A situação é crítica e Portelada alerta as autoridades
Por Rachid Sauaia
Crea-MA
Foi realizada, na manhã de ontem (10), na Câmara Municipal de Vereadores de São Luís, uma audiência pública sobre a situação da Barragem do Bacanga. Por solicitação de autoria do Vereador Vieira Lima, o encontro, que contou com a presença de várias autoridades do estado e do município, e entre elas o presidente do Conselho Regional de Engenharia, Arquitetura e Agronomia do Maranhão – Crea-MA, Raymundo Portelada, e do assessor técnico, Engenheiro Civil Francisco José Albuquerque, serviu para discutir sobre a competência jurídica sobre aquela construção e sobre os acordos firmados entre os poderes para resolver a problemática existente na barragem.
A audiência se fez oportuna pelo iminente risco que representa a barragem atualmente, sobretudo pela falta de manutenção e intervenções equivocadas, ao longo dos anos, o que acabou gerando uma grande pressão das águas naquele local e erosões no entorno. Segundo o Engenheiro Francisco Albuquerque, se não houver intervenção satisfatória no local, pode acontecer a qualquer momento um grave sinistro de grande impacto humano e ambiental.
O presidente Raymundo Portelada ressaltou o trabalho que o Crea-MA realizou e traçou um panorama geral da situação da barragem: “ O Crea-MA foi procurado, assim que ocorreu aquele grande sinistro na barragem do Piauí e realizamos não somente vistoria na Barragem do Bacanga, que é o ponto de discussão aqui, mas também na de Pericumã e em Flores. A situação das três é muito preocupante.
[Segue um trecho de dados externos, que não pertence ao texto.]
//! Bidirectional breadth-first search.
//!
//! Two BFS waves grow from the start and the goal. Every round expands one
//! cell from each non-empty side, forward first. The search ends as soon as
//! either wave discovers a cell the other has already marked; that cell is
//! the meeting point. On a four-connected grid this node-by-node alternation
//! still yields a path with the fewest steps.

use std::collections::HashSet;

use mazewalk_core::Point;

use crate::event::Sink;
use crate::frontier::{Fifo, Frontier};
use crate::path::{self, PredMap};
use crate::search::{Outcome, Search, Step};
use crate::traits::Pather;

/// One of the two waves.
#[derive(Debug)]
struct Side {
    queue: Fifo<Point>,
    visited: HashSet<Point>,
    pred: PredMap,
}

impl Side {
    fn new(origin: Point) -> Self {
        let mut queue = Fifo::new();
        queue.push(origin);
        let mut visited = HashSet::new();
        visited.insert(origin);
        Self {
            queue,
            visited,
            pred: PredMap::new(),
        }
    }
}

/// Expand one cell of `side`. Returns the meeting cell if a newly
/// discovered neighbour was already marked by `other`.
fn expand<P: Pather>(
    pather: &P,
    side: &mut Side,
    other: &Side,
    sink: &mut dyn Sink,
    nbuf: &mut Vec<Point>,
) -> Option<Point> {
    let current = side.queue.pop()?;
    sink.on_visited(current);

    nbuf.clear();
    pather.neighbors(current, nbuf);
    for &np in nbuf.iter() {
        if !side.visited.insert(np) {
            continue;
        }
        side.pred.insert(np, current);
        side.queue.push(np);
        sink.on_enqueued(np);
        if other.visited.contains(&np) {
            return Some(np);
        }
    }
    None
}

/// Bidirectional BFS between two cells.
pub struct Bidirectional<'a, P> {
    pather: &'a P,
    from: Point,
    to: Point,
    forward: Side,
    backward: Side,
    meeting: Option<Point>,
    nbuf: Vec<Point>,
    steps: usize,
    done: Option<Outcome>,
}

impl<'a, P: Pather> Bidirectional<'a, P> {
    /// Start a bidirectional search between `from` and `to`.
    pub fn new(pather: &'a P, from: Point, to: Point) -> Self {
        Self {
            pather,
            from,
            to,
            forward: Side::new(from),
            backward: Side::new(to),
            meeting: None,
            nbuf: Vec::with_capacity(4),
            steps: 0,
            done: None,
        }
    }

    /// The cell where the waves met, once they have.
    pub fn meeting(&self) -> Option<Point> {
        self.meeting
    }

    /// Cells marked by the wave from the start.
    pub fn forward_visited(&self) -> &HashSet<Point> {
        &self.forward.visited
    }

    /// Cells marked by the wave from the goal.
    pub fn backward_visited(&self) -> &HashSet<Point> {
        &self.backward.visited
    }

    fn finish(&mut self, outcome: Outcome) -> Outcome {
        self.done = Some(outcome.clone());
        outcome
    }

    fn met(&mut self, meeting: Point) -> Step {
        self.meeting = Some(meeting);
        Step::Reached
    }
}

impl<P: Pather> Search for Bidirectional<'_, P> {
    fn step(&mut self, sink: &mut dyn Sink) -> Step {
        if let Some(outcome) = &self.done {
            return Step::Done(outcome.clone());
        }
        if self.meeting.is_some() {
            return Step::Reached;
        }
        if self.steps == 0 && self.from == self.to {
            return self.met(self.from);
        }
        if self.forward.queue.is_empty() && self.backward.queue.is_empty() {
            return Step::Done(self.finish(Outcome::NotFound));
        }
        self.steps += 1;

        if let Some(m) = expand(self.pather, &mut self.forward, &self.backward, sink, &mut self.nbuf) {
            return self.met(m);
        }
        if let Some(m) = expand(self.pather, &mut self.backward, &self.forward, sink, &mut self.nbuf) {
            return self.met(m);
        }
        Step::Pending
    }

    fn complete(&mut self, sink: &mut dyn Sink) -> Option<Outcome> {
        if let Some(outcome) = &self.done {
            return Some(outcome.clone());
        }
        let meeting = self.meeting?;
        let path = if self.from == self.to {
            let path = path::Path::new(vec![self.from]);
            path::emit_path(sink, &path);
            path
        } else {
            let path = path::reconstruct_bidirectional(meeting, &self.forward.pred, Some(&self.backward.pred));
            path::emit_joined(sink, &path, meeting, true);
            path
        };
        Some(self.finish(Outcome::Found(path)))
    }

    fn steps(&self) -> usize {
        self.steps
    }
}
Encaminhamos as documentações para os órgãos competentes e até agora nada significativo foi realizado. É preciso que se tenha, primeiramente, um projeto de recuperação, para que em seguida se dêem inícios às obras, em caráter emergencial”. Afirmou.
Portelada finalizou com um grande alerta sobre a situação daquela região: “É preciso, que se realize algo organizado e urgente, pois o risco é aquela construção romper, e se isso ocorrer, tudo abaixo do nível de dois metros será atingido. Pessoas podem ser vitimadas. O momento é de se cobrar de quem é responsável, concluiu o presidente”.